In the context of Zhuangzi, however, these physical exercises or gymnastics are considered as inferior to the more meditative practices, such as xinzhai 心齋 or “fasting of the heart” and zuowang 坐忘 or “sitting and forgetting” that are associated with the esoteric text “Circulating Qi Inscription” emphasizing the inner concentration and breathing practices. Zhuangzi specifies: “Zhenren 真人, or the True Man's food is plain, but his breathing is unfathomable and tranquil. While the breathing of mass is through their throats, the breathing of the True Man is through his heels.” (Guo, 228) Zhuangzi conceives such training for the Way by refining and energizing qi in controlling one's posture and breathing. The technique is clarified as: “Unify your attention. Rather than listen with the ear, listen with the heart. Rather than listen with the heart, listen with the qi. Listening stops at the ear, the heart stills at following the circumstances. Qi is void, thus it is all encompassing. Only the Way amasses the void, so the void is the fasting of the heart.” (Guo, 173) This training also is reflected in Laozi: “Empty the heart, fill the abdomen,” (Gao, 237) “extend farthest towards the void, hold steadiest to the tranquility. The ten thousand things all rise together, and I reflect their return.” (Gao, 298)

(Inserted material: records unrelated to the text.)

use axum::{body::Body, response::Response};

#[track_caller]
pub(crate) fn assert_content_type(response: &Response<Body>, content_type: &str) {
    let content_type_header = response
        .headers()
        .get("content-type")
        .expect("content-type header missing");
    assert_eq!(content_type_header, content_type);
}

/// Build a `multipart/form-data` body with a single file field.
///
/// Returns the content type header value and the body.
pub(crate) fn multipart_body(
    field_name: &str,
    file_name: &str,
    file_type: &str,
    contents: &str,
) -> (String, Vec<u8>) {
    let boundary = "MY_BOUNDARY123456789";

    let lines = [
        format!("--{boundary}"),
        format!("Content-Disposition: form-data; name=\"{field_name}\"; filename=\"{file_name}\""),
        format!("Content-Type: {file_type}"),
        "".to_owned(),
        contents.to_owned(),
        format!("--{boundary}--"),
    ];

    (
        format!("multipart/form-data; boundary={boundary}"),
        lines.join("\r\n").into_bytes(),
    )
}
// crates/nfr-forge-core/tests/proptest_synth.rs
// ============================================================================
// Module: Synthesis Property-Based Tests
// Description: Property tests for ladder monotonicity and parser stability.
// Purpose: Detect panics and invariant breaks across wide input ranges.
// ============================================================================

//! Property-based tests for synthesis invariants.

#![allow(
    clippy::panic,
    clippy::print_stdout,
    clippy::print_stderr,
    clippy::unwrap_used,
    clippy::expect_used,
    clippy::use_debug,
    clippy::dbg_macro,
    clippy::panic_in_result_fn,
    clippy::unwrap_in_result,
    reason = "Test-only assertions and helpers are permitted."
)]

use nfr_forge_core::BaselineDefaults;
use nfr_forge_core::BaselineMetrics;
use nfr_forge_core::ChallengeId;
use nfr_forge_core::DomainArchetype;
use nfr_forge_core::MultiplierTable;
use nfr_forge_core::classify;
use nfr_forge_core::extract;
use nfr_forge_core::synthesize_latency;
use nfr_forge_core::synthesize_scalability;
use proptest::prelude::*;

mod common;

/// Builds a baseline directly with the given numbers.
fn baseline(base_rps: f64, target_p99_ms: f64, archetype: DomainArchetype) -> BaselineMetrics {
    BaselineMetrics {
        challenge_id: ChallengeId::new("prop-challenge"),
        base_rps,
        read_ratio: 1.0,
        target_p99_ms,
        archetype,
    }
}

/// Strategy over every archetype.
fn archetype_strategy() -> impl Strategy<Value = DomainArchetype> {
    prop_oneof![
        Just(DomainArchetype::Social),
        Just(DomainArchetype::Ecommerce),
        Just(DomainArchetype::Streaming),
        Just(DomainArchetype::Search),
        Just(DomainArchetype::Messaging),
        Just(DomainArchetype::General),
    ]
}

proptest! {
    #[test]
    fn percentile_ladder_is_monotone(target in 0.001_f64 .. 1.0e9) {
        let cases = synthesize_latency(&baseline(100.0, target, DomainArchetype::General));
        let profile = &cases[0].pass_criteria;
        let ladder = [
            profile.max_p50_ms.unwrap(),
            profile.max_p90_ms.unwrap(),
            profile.max_p95_ms.unwrap(),
            profile.max_p99_ms.unwrap(),
            profile.max_p999_ms.unwrap(),
        ];
        for pair in ladder.windows(2) {
            prop_assert!(pair[0] <= pair[1], "ladder not monotone for target {}", target);
        }
        prop_assert_eq!(profile.max_p99_ms, Some(target));
    }

    #[test]
    fn scale_rps_is_exactly_base_times_factor(
        base_rps in 1.0_f64 .. 1.0e7,
        archetype in archetype_strategy(),
    ) {
        let table = MultiplierTable::default();
        let row = table.row(archetype);
        let cases = synthesize_scalability(&baseline(base_rps, 100.0, archetype), &table);
        prop_assert_eq!(cases[0].traffic.rps, base_rps * row.peak_hour);
        prop_assert_eq!(cases[1].traffic.rps, base_rps * row.viral);
        prop_assert_eq!(cases[2].traffic.rps, base_rps * row.seasonal);
    }

    #[test]
    fn extraction_never_panics_on_arbitrary_text(
        traffic in ".*",
        latency in ".*",
    ) {
        let spec = common::challenge("Fuzz", "fuzz", &traffic, &latency);
        let metrics =
            extract(&spec, &BaselineDefaults::default(), DomainArchetype::General);
        prop_assert!(metrics.base_rps > 0.0);
        prop_assert!(metrics.target_p99_ms > 0.0);
        prop_assert!((0.0 ..= 1.0).contains(&metrics.read_ratio));
    }

    #[test]
    fn classification_is_total_on_arbitrary_text(
        title in ".*",
        description in ".*",
    ) {
        let spec = common::challenge(&title, &description, "", "");
        let first = classify(&spec);
        let second = classify(&spec);
        prop_assert_eq!(first, second);
    }
}
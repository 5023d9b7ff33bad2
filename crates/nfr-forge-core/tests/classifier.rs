// crates/nfr-forge-core/tests/classifier.rs
// ============================================================================
// Module: Domain Classifier Tests
// Description: Keyword matching, priority order, and fallback behavior.
// Purpose: Ensure classification is total, deterministic, and ordered.
// ============================================================================

//! Classification tests across every keyword family.

use nfr_forge_core::DomainArchetype;
use nfr_forge_core::classify;

mod common;

type TestResult = Result<(), String>;

/// Classifies a challenge built from the given title and description.
fn classify_text(title: &str, description: &str) -> DomainArchetype {
    classify(&common::challenge(title, description, "", ""))
}

/// Asserts the text classifies to the expected archetype.
fn assert_archetype(title: &str, description: &str, expected: DomainArchetype) -> TestResult {
    let got = classify_text(title, description);
    if got == expected {
        Ok(())
    } else {
        Err(format!("{title} / {description}: expected {expected}, got {got}"))
    }
}

#[test]
fn each_keyword_family_resolves() -> TestResult {
    assert_archetype("Feed", "a social timeline app", DomainArchetype::Social)?;
    assert_archetype("Store", "payment and checkout flows", DomainArchetype::Ecommerce)?;
    assert_archetype("Player", "live video delivery", DomainArchetype::Streaming)?;
    assert_archetype("Lookup", "full-text search over an index", DomainArchetype::Search)?;
    assert_archetype("Chat", "real-time message delivery", DomainArchetype::Messaging)?;
    Ok(())
}

#[test]
fn keywords_match_in_title_or_description() -> TestResult {
    assert_archetype("Social Network", "a system", DomainArchetype::Social)?;
    assert_archetype("A System", "with a social graph", DomainArchetype::Social)?;
    Ok(())
}

#[test]
fn matching_is_case_insensitive() -> TestResult {
    assert_archetype("SOCIAL FEED", "TIMELINE", DomainArchetype::Social)
}

#[test]
fn priority_order_breaks_ties() -> TestResult {
    // A live-chat commerce app matches ecommerce, streaming, and messaging
    // families; ecommerce sits earliest in priority order.
    assert_archetype("Live Chat Shop", "checkout with live chat support", DomainArchetype::Ecommerce)?;
    // Social outranks everything.
    assert_archetype("Video Feed", "social video streaming", DomainArchetype::Social)?;
    Ok(())
}

#[test]
fn unmatched_text_falls_back_to_general() -> TestResult {
    assert_archetype("URL Shortener", "compact links for sharing", DomainArchetype::General)
}

#[test]
fn classification_is_deterministic() -> TestResult {
    let spec = common::social_feed();
    let first = classify(&spec);
    for _ in 0 .. 10 {
        if classify(&spec) != first {
            return Err("classification changed across calls".to_string());
        }
    }
    Ok(())
}
// crates/nfr-forge-core/src/core/identifiers.rs
// ============================================================================
// Module: NFR Forge Identifiers
// Description: Canonical opaque identifiers for challenges and requirements.
// Purpose: Provide strongly typed, serializable IDs with stable string forms.
// Dependencies: serde
// ============================================================================

//! ## Overview
//! This module defines the string-based identifiers used throughout NFR
//! Forge. Identifiers are opaque and serialize as strings. Validation is
//! handled at catalog boundaries rather than within these simple wrappers.

// ============================================================================
// SECTION: Imports
// ============================================================================

use std::fmt;

use serde::Deserialize;
use serde::Serialize;

// ============================================================================
// SECTION: Identifier Types
// ============================================================================

/// Challenge identifier assigned by content authors.
#[derive(Debug, Clone, PartialEq, Eq, Hash, Serialize, Deserialize)]
#[serde(transparent)]
pub struct ChallengeId(String);

impl ChallengeId {
    /// Creates a new challenge identifier.
    #[must_use]
    pub fn new(id: impl Into<String>) -> Self {
        Self(id.into())
    }

    /// Returns the identifier as a string slice.
    #[must_use]
    pub fn as_str(&self) -> &str {
        &self.0
    }
}

impl fmt::Display for ChallengeId {
    fn fmt(&self, f: &mut fmt::Formatter<'_>) -> fmt::Result {
        self.0.fmt(f)
    }
}

impl From<&str> for ChallengeId {
    fn from(value: &str) -> Self {
        Self::new(value)
    }
}

impl From<String> for ChallengeId {
    fn from(value: String) -> Self {
        Self::new(value)
    }
}

/// Requirement tag attached to a test case, for example `NFR-LAT-1`.
#[derive(Debug, Clone, PartialEq, Eq, Hash, Serialize, Deserialize)]
#[serde(transparent)]
pub struct RequirementTag(String);

impl RequirementTag {
    /// Creates a new requirement tag.
    #[must_use]
    pub fn new(tag: impl Into<String>) -> Self {
        Self(tag.into())
    }

    /// Returns the tag as a string slice.
    #[must_use]
    pub fn as_str(&self) -> &str {
        &self.0
    }
}

impl fmt::Display for RequirementTag {
    fn fmt(&self, f: &mut fmt::Formatter<'_>) -> fmt::Result {
        self.0.fmt(f)
    }
}

impl From<&str> for RequirementTag {
    fn from(value: &str) -> Self {
        Self::new(value)
    }
}

impl From<String> for RequirementTag {
    fn from(value: String) -> Self {
        Self::new(value)
    }
}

In the following centuries, from the Han dynasty to the Tang dynasty downward, the various practices flourished and were widely developed, but their original foundations remained largely untouched. However, there has been clear evidence for an ongoing separation between the meditative practices and gymnastic exercises. While the meditative practices have been transmitted in the circle of the elite and literati, especially the esoteric circle of prerogative or religious specialists, the gymnastic exercises, for instance, wuqingxi 五禽戲, or “the Five Animal Plays” —divested of elements of the talismanic and exorcism—have become accessible to everyone.

References:

Chang, K.C. 1999. Collected Treatises on Chinese Archaeology, Zhongguo kaoguxue lunwenji 中國考古學論集. Beijing: Shenghuo Dushu Xinzhi Press.

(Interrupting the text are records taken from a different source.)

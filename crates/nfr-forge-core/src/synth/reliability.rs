// crates/nfr-forge-core/src/synth/reliability.rs
// ============================================================================
// Module: NFR Forge Reliability Generator
// Description: Fault-injection scenarios for cascading and gray failures.
// Purpose: Emit degrade-don't-die test cases with declarative faults.
// Dependencies: crate::core, crate::synth
// ============================================================================

//! ## Overview
//! Two failure modes matter most in review: the total cache flush that lets a
//! thundering herd through to storage, and the gray failure where one
//! dependency quietly slows down. The cascade may degrade hard as long as the
//! system survives; the gray failure is partial and must be contained, so its
//! thresholds are tighter. Faults are declarative descriptors for a
//! downstream harness; nothing is executed here.

// ============================================================================
// SECTION: Imports
// ============================================================================

use crate::core::BaselineMetrics;
use crate::core::FaultInjection;
use crate::core::FaultKind;
use crate::core::PassCriteria;
use crate::core::RequirementTag;
use crate::core::TestCase;
use crate::core::TestCategory;
use crate::core::TrafficShape;
use crate::synth::TEST_DURATION_SECS;

// ============================================================================
// SECTION: Constants
// ============================================================================

/// Offset into the window when reliability faults trigger, in seconds.
const FAULT_AT_SECS: u64 = 60;
/// Added latency injected on one dependency for the gray failure, in ms.
const GRAY_ADDED_LATENCY_MS: f64 = 100.0;

/// Name of the cascading-failure test case.
pub const CASCADE_NAME: &str = "cascading cache failure";
/// Name of the gray-failure test case.
pub const GRAY_FAILURE_NAME: &str = "gray dependency failure";

// ============================================================================
// SECTION: Reliability Synthesis
// ============================================================================

/// Derives the cascading-failure and gray-failure test cases.
#[must_use]
pub fn synthesize_reliability(baseline: &BaselineMetrics) -> Vec<TestCase> {
    let traffic = TrafficShape {
        rps: baseline.base_rps,
        read_ratio: baseline.read_ratio,
        duration_secs: TEST_DURATION_SECS,
    };

    let cascade = TestCase {
        name: CASCADE_NAME.to_string(),
        category: TestCategory::Reliability,
        requirement: RequirementTag::new("NFR-REL-1"),
        description: format!(
            "Survive a full cache flush at {FAULT_AT_SECS}s: degrade, don't die, while the cache refills.",
        ),
        traffic,
        fault: Some(FaultInjection {
            kind: FaultKind::CacheFlush,
            at_secs: FAULT_AT_SECS,
            recovery_secs: None,
            magnitude_ms: None,
        }),
        pass_criteria: PassCriteria {
            max_p99_ms: Some(baseline.target_p99_ms * 3.0),
            max_error_rate: Some(0.05),
            min_availability: Some(0.95),
            ..PassCriteria::default()
        },
    };

    let gray = TestCase {
        name: GRAY_FAILURE_NAME.to_string(),
        category: TestCategory::Reliability,
        requirement: RequirementTag::new("NFR-REL-2"),
        description: format!(
            "Contain a gray failure: one dependency gains {GRAY_ADDED_LATENCY_MS} ms of latency at \
             {FAULT_AT_SECS}s and must not drag the whole system down.",
        ),
        traffic,
        fault: Some(FaultInjection {
            kind: FaultKind::DependencyLatency,
            at_secs: FAULT_AT_SECS,
            recovery_secs: None,
            magnitude_ms: Some(GRAY_ADDED_LATENCY_MS),
        }),
        pass_criteria: PassCriteria {
            max_p99_ms: Some(baseline.target_p99_ms * 2.0),
            max_error_rate: Some(0.02),
            min_availability: Some(0.99),
            ..PassCriteria::default()
        },
    };

    vec![cascade, gray]
}
// crates/nfr-forge-config/src/examples.rs
// ============================================================================
// Module: NFR Forge Config Examples
// Description: Annotated example configuration document.
// Purpose: Give operators a copy-paste starting point that always validates.
// Dependencies: None
// ============================================================================

//! ## Overview
//! A single deterministic TOML document mirroring the built-in defaults.
//! The example is covered by a test that parses and validates it, so it can
//! never drift from the config model.

/// Returns an annotated example configuration document.
#[must_use]
pub const fn config_toml_example() -> &'static str {
    r#"# NFR Forge configuration.
#
# Every key is optional. Absent keys keep the engine built-ins, so an empty
# file is a valid configuration. Unknown keys are rejected.

[defaults]
# Fallback figures used when a challenge description carries no explicit
# traffic or latency numbers.
base_rps = 100.0
# Read share of the workload for descriptions without a write mention.
# Must lie in 0.0..=1.0.
read_ratio = 1.0
target_p99_ms = 100.0

# Traffic multipliers per domain archetype. Each factor scales the baseline
# RPS and must be a finite value >= 1.0. Override only the archetypes you
# need; the rest keep the built-in table.

[multipliers.social]
peak_hour = 3.0
viral = 10.0
seasonal = 5.0

[multipliers.ecommerce]
peak_hour = 2.5
viral = 8.0
seasonal = 6.0

[multipliers.streaming]
peak_hour = 4.0
viral = 12.0
seasonal = 2.0

[multipliers.search]
peak_hour = 2.0
viral = 6.0
seasonal = 4.0

[multipliers.messaging]
peak_hour = 3.0
viral = 8.0
seasonal = 2.0

[multipliers.general]
peak_hour = 2.0
viral = 5.0
seasonal = 3.0
"#
}
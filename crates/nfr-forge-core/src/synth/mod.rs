// crates/nfr-forge-core/src/synth/mod.rs
// ============================================================================
// Module: NFR Forge Synthesis Engine
// Description: Extraction, classification, scenario generators, orchestration.
// Purpose: Derive complete NFR test suites from free-text challenge specs.
// Dependencies: crate::core, crate::synth::*
// ============================================================================

//! ## Overview
//! The synthesis engine is a one-way pipeline: raw challenge text flows
//! through extraction and classification into a [`crate::BaselineMetrics`]
//! value, the scenario generators each derive their test cases independently
//! from that baseline, and the orchestrator merges everything into a new
//! challenge value. Every function here is pure; the generators share no
//! state and may run in any order.

// ============================================================================
// SECTION: Modules
// ============================================================================

pub mod classifier;
pub mod distribution;
pub mod durability;
pub mod enhancer;
pub mod extractor;
pub mod hints;
pub mod latency;
pub mod reliability;
pub mod scalability;

// ============================================================================
// SECTION: Constants
// ============================================================================

/// Test window length in seconds for every generated scenario.
///
/// Long enough for percentile estimates to be statistically meaningful; a
/// design constant, never derived from input.
pub const TEST_DURATION_SECS: u64 = 300;

// ============================================================================
// SECTION: Re-Exports
// ============================================================================

pub use classifier::classify;
pub use distribution::synthesize_distribution;
pub use durability::synthesize_durability;
pub use enhancer::ENGINE_VERSION;
pub use enhancer::enhance;
pub use enhancer::try_enhance;
pub use extractor::BaselineDefaults;
pub use extractor::extract;
pub use hints::synthesize_hints;
pub use latency::synthesize_latency;
pub use reliability::synthesize_reliability;
pub use scalability::synthesize_scalability;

Despeux, Catherine. 1989. “Gymnastics: The Ancient Tradition” in Livia Kohn ed. Taoist Meditation and Longevity Techniques. Ann Arbor: Center For Chinese Studies, The University of Michigan.

Eliade, Mircea. 1972. Shamanism. Princeton and Oxford: Princeton University Press.

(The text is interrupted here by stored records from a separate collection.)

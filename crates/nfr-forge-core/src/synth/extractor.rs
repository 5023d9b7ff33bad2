// crates/nfr-forge-core/src/synth/extractor.rs
// ============================================================================
// Module: NFR Forge Metrics Extractor
// Description: Free-text requirement parsing into a numeric baseline.
// Purpose: Turn author prose into `BaselineMetrics` without ever failing.
// Dependencies: crate::core
// ============================================================================

//! ## Overview
//! Authors write traffic and latency requirements as prose ("1000 RPS,
//! mostly reads", "p99 < 200ms"). Extraction is a best-effort heuristic layer
//! over that prose, not a schema validator: any field that fails to parse
//! falls back to a default so malformed input never blocks synthesis.
//!
//! When a traffic string carries several RPS figures ("100 RPS baseline,
//! 1000 RPS peak"), the first parseable one wins.

// ============================================================================
// SECTION: Imports
// ============================================================================

use crate::core::BaselineMetrics;
use crate::core::ChallengeSpec;
use crate::core::DomainArchetype;

// ============================================================================
// SECTION: Defaults
// ============================================================================

/// Fallback values applied when extraction finds nothing usable.
#[derive(Debug, Clone, Copy, PartialEq)]
pub struct BaselineDefaults {
    /// Steady-state RPS assumed when the traffic field has no RPS figure.
    pub base_rps: f64,
    /// Read ratio assumed for workloads with no write mention.
    pub read_ratio: f64,
    /// Target P99 assumed when the latency field has no p99 figure.
    pub target_p99_ms: f64,
}

impl Default for BaselineDefaults {
    fn default() -> Self {
        Self {
            base_rps: 100.0,
            read_ratio: 1.0,
            target_p99_ms: 100.0,
        }
    }
}

/// Read ratio assumed for mixed workloads that mention writes.
const WRITE_MIX_READ_RATIO: f64 = 0.9;
/// Maximum digits accepted in a parsed figure; longer runs are author typos.
const MAX_FIGURE_DIGITS: usize = 12;

// ============================================================================
// SECTION: Extraction
// ============================================================================

/// Derives the numeric baseline from a challenge's free-text fields.
///
/// Never fails: unparseable fields fall back to `defaults`. The archetype is
/// classified separately and passed in, keeping extraction and classification
/// independent.
#[must_use]
pub fn extract(
    spec: &ChallengeSpec,
    defaults: &BaselineDefaults,
    archetype: DomainArchetype,
) -> BaselineMetrics {
    let traffic = &spec.requirement_fields.traffic;
    let latency = &spec.requirement_fields.latency;

    // A parsed zero is author noise, not a workload; fall back like a miss.
    let base_rps = parse_rps(traffic).filter(|rps| *rps > 0.0).unwrap_or(defaults.base_rps);
    let read_ratio = if mentions_writes(traffic) {
        WRITE_MIX_READ_RATIO
    } else {
        defaults.read_ratio
    };
    let target_p99_ms =
        parse_p99_ms(latency).filter(|p99| *p99 > 0.0).unwrap_or(defaults.target_p99_ms);

    BaselineMetrics {
        challenge_id: spec.id.clone(),
        base_rps,
        read_ratio,
        target_p99_ms,
        archetype,
    }
}

/// Returns true when the traffic prose mentions writes.
fn mentions_writes(traffic: &str) -> bool {
    traffic.to_ascii_lowercase().contains("write")
}

// ============================================================================
// SECTION: Text Scanning
// ============================================================================

/// Parses the first integer immediately preceding an `RPS` token.
///
/// Accepts a `k` suffix as a thousands multiplier ("250k RPS"). Occurrences
/// of the token with no preceding figure are skipped.
fn parse_rps(traffic: &str) -> Option<f64> {
    let lower = traffic.to_ascii_lowercase();
    let mut from = 0;
    while let Some(found) = lower[from ..].find("rps") {
        let token_start = from + found;
        if let Some(value) = figure_before(lower.as_bytes(), token_start) {
            return Some(value);
        }
        from = token_start + "rps".len();
    }
    None
}

/// Parses the first integer following a `p99` token.
///
/// A `p999` token is not a `p99` target and is skipped.
fn parse_p99_ms(latency: &str) -> Option<f64> {
    let lower = latency.to_ascii_lowercase();
    let bytes = lower.as_bytes();
    let mut from = 0;
    while let Some(found) = lower[from ..].find("p99") {
        let after = from + found + "p99".len();
        if bytes.get(after).copied().is_some_and(|byte| byte.is_ascii_digit()) {
            from = after + 1;
            continue;
        }
        return figure_after(bytes, after);
    }
    None
}

/// Reads the integer (with optional `k` suffix) ending just before `end`.
fn figure_before(bytes: &[u8], end: usize) -> Option<f64> {
    let mut idx = end;
    while idx > 0 && bytes[idx - 1].is_ascii_whitespace() {
        idx -= 1;
    }
    let mut multiplier = 1.0;
    if idx > 0 && bytes[idx - 1] == b'k' {
        multiplier = 1000.0;
        idx -= 1;
    }
    let digits_end = idx;
    while idx > 0 && bytes[idx - 1].is_ascii_digit() {
        idx -= 1;
    }
    parse_digit_run(bytes, idx, digits_end).map(|value| value * multiplier)
}

/// Reads the first integer at or after `start`.
fn figure_after(bytes: &[u8], start: usize) -> Option<f64> {
    let mut idx = start;
    while idx < bytes.len() && !bytes[idx].is_ascii_digit() {
        idx += 1;
    }
    let digits_start = idx;
    while idx < bytes.len() && bytes[idx].is_ascii_digit() {
        idx += 1;
    }
    parse_digit_run(bytes, digits_start, idx)
}

/// Parses an ASCII digit run as a positive figure.
#[allow(clippy::cast_precision_loss, reason = "Figures are bounded well below 2^52.")]
fn parse_digit_run(bytes: &[u8], start: usize, end: usize) -> Option<f64> {
    if start == end || end - start > MAX_FIGURE_DIGITS {
        return None;
    }
    let digits = std::str::from_utf8(&bytes[start .. end]).ok()?;
    let value = digits.parse::<u64>().ok()?;
    Some(value as f64)
}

Gao, Ming 高明. 1996. Commentaries on the Silk Scroll Book of Laozi, Boshu Laozi Xiaozhu 帛書老子校註. Beijing: Zhonghua Shuju.

Guo, Qingpan 郭慶藩. 1997. An Elucidation on Zhuangzi, Zhuangzi Jishi 莊子集釋. Beijing: Zhonghua Shuju.

Li Ling 李零. 2001. A Study on Chinese Occult Arts, Zhongguo fangshu kao 中國方術考. Beijing: Eastern Press.

Peng, Hao 彭浩. 1990. “A Primary Study on the Han Bamboo Strip Gymnastic Book from the Han Bamboo Strips of Zhangjiashan 張家山漢簡引書初探,” in Wenwu 文物: 10. Beijing.